UPDATE 2-Suntory in modest debut, may be Japan's last big IPO this year

* Shares rise 1.5 pct from IPO price, rivals fall

* Dearth of other big Japan listings on the horizon

* Equity issuers cash in on buoyant share market (Adds analysis on outlook for Japan IPOs)

By Edmund Klamann

TOKYO, July 3 (Reuters) - Suntory Beverage and Food Ltd managed a modest rise in its debut on Wednesday after a $4 billion IPO, as investors shrugged off volatile markets and rich valuations to buy up what may be Japan's last big corporate listing of 2013.

Suntory's offering, Asia's biggest IPO so far this year and aimed at building up a warchest for overseas acquisitions, is part of a surge in Japanese equity issuance as companies cash in on higher valuations from a rallying stock market.

The rally stalled in mid-May and the market has turned volatile but Prime Minister Shinzo Abe's reflationary policies continue to support less high-profile equity issuance, with advertising firm Dentsu Inc announcing on Wednesday it would tap the market for $1.2 billion in a secondary offering to pay down debt.

"I believe the market can digest more share offerings easily," said Mitsushige Akino, chief fund manager at Ichiyoshi Asset Management. "The market has regained confidence in the long-term upward trend in stock prices."

Suntory Beverage rose to 3,145 yen in its maiden session, up 1.5 percent from the IPO price of 3,100 and defying weak signals from the grey market, where it traded last week at 2,900 yen.

Japan's second-biggest soft drinks company, whose brands include Orangina, attracted retail investors with its high-profile brands while institutional players shifted from rival drinks makers to balance their sector holdings.

Rival Kirin Holdings Co Ltd fell 2 percent and Asahi Group Holdings Ltd dropped 0.5 percent. The benchmark Nikkei average was down 0.3 percent.

But investors remained cautious about the shares' outlook given their high valuations, considered overly generous even for a venerable Japanese brand and despite the recent share rally.

"I thought even 3,000 yen was too expensive and decided not to participate (in the IPO)," said one fund manager, noting that Suntory Beverage's price-book ratio was around 15 times at 3,000 yen per share, compared with 12 times for Kirin.


Japanese equity issuance jumped to $27.8 billion in the first six months of this year, quadruple the year-ago volume according to Thomson Reuters data.
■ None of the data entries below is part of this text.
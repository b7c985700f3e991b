//! Task store trait and query types

use async_trait::async_trait;
use chrono::Utc;
use serde::{Deserialize, Serialize};

use hopper_core::{HopperError, Result, Task, TaskPriority, TaskStatus};

/// Fields for creating a task
#[derive(Debug, Clone, Default, Serialize, Deserialize)]
pub struct TaskSpec {
    /// Title (required, non-empty)
    pub title: String,
    /// Long-form description
    #[serde(default)]
    pub description: Option<String>,
    /// Explicit project assignment
    #[serde(default)]
    pub project: Option<String>,
    /// Free-form tags
    #[serde(default)]
    pub tags: Vec<String>,
    /// Required executor capabilities
    #[serde(default)]
    pub required_capabilities: Vec<String>,
    /// Upstream task ids
    #[serde(default)]
    pub depends_on: Vec<String>,
    /// Priority (defaults to medium)
    #[serde(default)]
    pub priority: TaskPriority,
    /// External tracker platform
    #[serde(default)]
    pub external_platform: Option<String>,
    /// External tracker id
    #[serde(default)]
    pub external_id: Option<String>,
    /// External tracker URL
    #[serde(default)]
    pub external_url: Option<String>,
}

impl TaskSpec {
    /// Spec with just a title
    #[must_use]
    pub fn titled(title: impl Into<String>) -> Self {
        Self {
            title: title.into(),
            ..Self::default()
        }
    }

    /// Validate constraints and build the task
    pub(crate) fn into_task(self) -> Result<Task> {
        if self.title.trim().is_empty() {
            return Err(HopperError::validation("title", "must not be empty"));
        }

        let mut task = Task::new(self.title);
        task.description = self.description;
        task.project = self.project;
        task.tags = self.tags;
        task.required_capabilities = self.required_capabilities;
        task.depends_on = self.depends_on;
        task.priority = self.priority;
        task.external_platform = self.external_platform;
        task.external_id = self.external_id;
        task.external_url = self.external_url;
        Ok(task)
    }
}

/// Partial update applied to a task; absent fields keep their values
#[derive(Debug, Clone, Default, Serialize, Deserialize)]
pub struct TaskPatch {
    /// New title
    #[serde(default)]
    pub title: Option<String>,
    /// New description
    #[serde(default)]
    pub description: Option<String>,
    /// New project assignment
    #[serde(default)]
    pub project: Option<String>,
    /// Replacement tag set
    #[serde(default)]
    pub tags: Option<Vec<String>>,
    /// Replacement capability set
    #[serde(default)]
    pub required_capabilities: Option<Vec<String>>,
    /// Replacement dependency list
    #[serde(default)]
    pub depends_on: Option<Vec<String>>,
    /// New priority
    #[serde(default)]
    pub priority: Option<TaskPriority>,
    /// New owner
    #[serde(default)]
    pub owner: Option<String>,
    /// Routing confidence to record on the task
    #[serde(default)]
    pub routing_confidence: Option<f64>,
    /// Routing reasoning to record on the task
    #[serde(default)]
    pub routing_reasoning: Option<String>,
}

impl TaskPatch {
    pub(crate) fn apply(self, task: &mut Task) {
        if let Some(title) = self.title {
            task.title = title;
        }
        if self.description.is_some() {
            task.description = self.description;
        }
        if self.project.is_some() {
            task.project = self.project;
        }
        if let Some(tags) = self.tags {
            task.tags = tags;
        }
        if let Some(caps) = self.required_capabilities {
            task.required_capabilities = caps;
        }
        if let Some(deps) = self.depends_on {
            task.depends_on = deps;
        }
        if let Some(priority) = self.priority {
            task.priority = priority;
        }
        if self.owner.is_some() {
            task.owner = self.owner;
        }
        if self.routing_confidence.is_some() {
            task.routing_confidence = self.routing_confidence;
        }
        if self.routing_reasoning.is_some() {
            task.routing_reasoning = self.routing_reasoning;
        }
        task.updated_at = Utc::now();
    }
}

/// Filter for listing tasks
#[derive(Debug, Clone, Default)]
pub struct TaskFilter {
    /// Restrict to these statuses (empty = any)
    pub statuses: Vec<TaskStatus>,
    /// Restrict to a holding instance
    pub instance_id: Option<String>,
    /// Restrict to a project
    pub project: Option<String>,
    /// Require this tag
    pub tag: Option<String>,
    /// Restrict to a priority
    pub priority: Option<TaskPriority>,
}

impl TaskFilter {
    /// Filter by holding instance
    #[must_use]
    pub fn for_instance(instance_id: impl Into<String>) -> Self {
        Self {
            instance_id: Some(instance_id.into()),
            ..Self::default()
        }
    }

    /// Whether a task passes this filter
    #[must_use]
    pub fn matches(&self, task: &Task) -> bool {
        if !self.statuses.is_empty() && !self.statuses.contains(&task.status) {
            return false;
        }
        if let Some(instance_id) = &self.instance_id {
            if task.instance_id.as_deref() != Some(instance_id.as_str()) {
                return false;
            }
        }
        if let Some(project) = &self.project {
            if task.project.as_deref() != Some(project.as_str()) {
                return false;
            }
        }
        if let Some(tag) = &self.tag {
            if !task.tags.iter().any(|t| t == tag) {
                return false;
            }
        }
        if let Some(priority) = self.priority {
            if task.priority != priority {
                return false;
            }
        }
        true
    }
}

/// Pagination window
#[derive(Debug, Clone, Copy)]
pub struct Page {
    /// Entries to skip
    pub offset: usize,
    /// Maximum entries to return
    pub limit: usize,
}

impl Default for Page {
    fn default() -> Self {
        Self {
            offset: 0,
            limit: 50,
        }
    }
}

/// Persistence interface for tasks
///
/// Implementations must keep `list` ordering stable: newest first by
/// `created_at`, ties broken by ascending id.
#[async_trait]
pub trait TaskStore: Send + Sync {
    /// Create a task from a spec
    async fn create(&self, spec: TaskSpec) -> Result<Task>;

    /// Fetch a task by id
    async fn get(&self, id: &str) -> Result<Option<Task>>;

    /// Apply a partial update
    async fn update(&self, id: &str, patch: TaskPatch) -> Result<Task>;

    /// Delete a task; returns whether it existed
    async fn delete(&self, id: &str) -> Result<bool>;

    /// List tasks matching a filter, paged; returns (items, total matches)
    async fn list(&self, filter: &TaskFilter, page: Page) -> Result<(Vec<Task>, usize)>;

    /// Case-insensitive substring search over title + description,
    /// combined with a filter
    async fn search(&self, query: &str, filter: &TaskFilter, page: Page)
        -> Result<(Vec<Task>, usize)>;

    /// Move a task through its status state machine
    ///
    /// # Errors
    ///
    /// `InvalidStateTransition` when the move is not allowed from the
    /// task's current status.
    async fn transition_status(&self, id: &str, new_status: TaskStatus) -> Result<Task>;

    /// Compare-and-set the holding instance.
    ///
    /// Fails with `ConflictingUpdate` when the task's current instance does
    /// not equal `expected` — the caller lost a race and should re-read.
    async fn assign_instance(
        &self,
        id: &str,
        expected: Option<&str>,
        new_instance: Option<String>,
    ) -> Result<Task>;

    /// Every task in the store (used by index rebuilds)
    async fn all(&self) -> Result<Vec<Task>>;
}

/// Shared transition logic used by every backend
pub(crate) fn apply_transition(task: &mut Task, new_status: TaskStatus) -> Result<()> {
    if !task.status.can_transition_to(new_status) {
        return Err(HopperError::invalid_transition(task.status, new_status));
    }

    let now = Utc::now();
    if new_status == TaskStatus::InProgress && task.started_at.is_none() {
        task.started_at = Some(now);
    }
    if new_status.is_terminal() {
        task.stopped_at = Some(now);
    }

    task.status = new_status;
    task.updated_at = now;
    Ok(())
}

/// Stable ordering for listings: newest first, then ascending id
pub(crate) fn sort_for_listing(tasks: &mut [Task]) {
    tasks.sort_by(|a, b| {
        b.created_at
            .cmp(&a.created_at)
            .then_with(|| a.id.cmp(&b.id))
    });
}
That was nearly one-fourth of deals in Asia, up sharply from a 7 percent share in 2012 and a 15 percent average over the past five years.

In addition to Suntory, real estate investment trusts have been major fund-raisers this year, including a $1.8 billion offering by Nomura Real Estate Master Fund and a $1.1 billion offering by Nippon Prologis REIT Inc.

Supermarket operator Aeon Co Ltd also plans a REIT offering this year, which is expected to be one of Japan's largest REITs for retail property.

Most of the heft in Japan's IPO market is with multibillion dollar deals such as privatisations, private equity deals, and listing plans by a handful of major companies such as Suntory that have long been privately held but now want to go public to help with M&A and expansion abroad.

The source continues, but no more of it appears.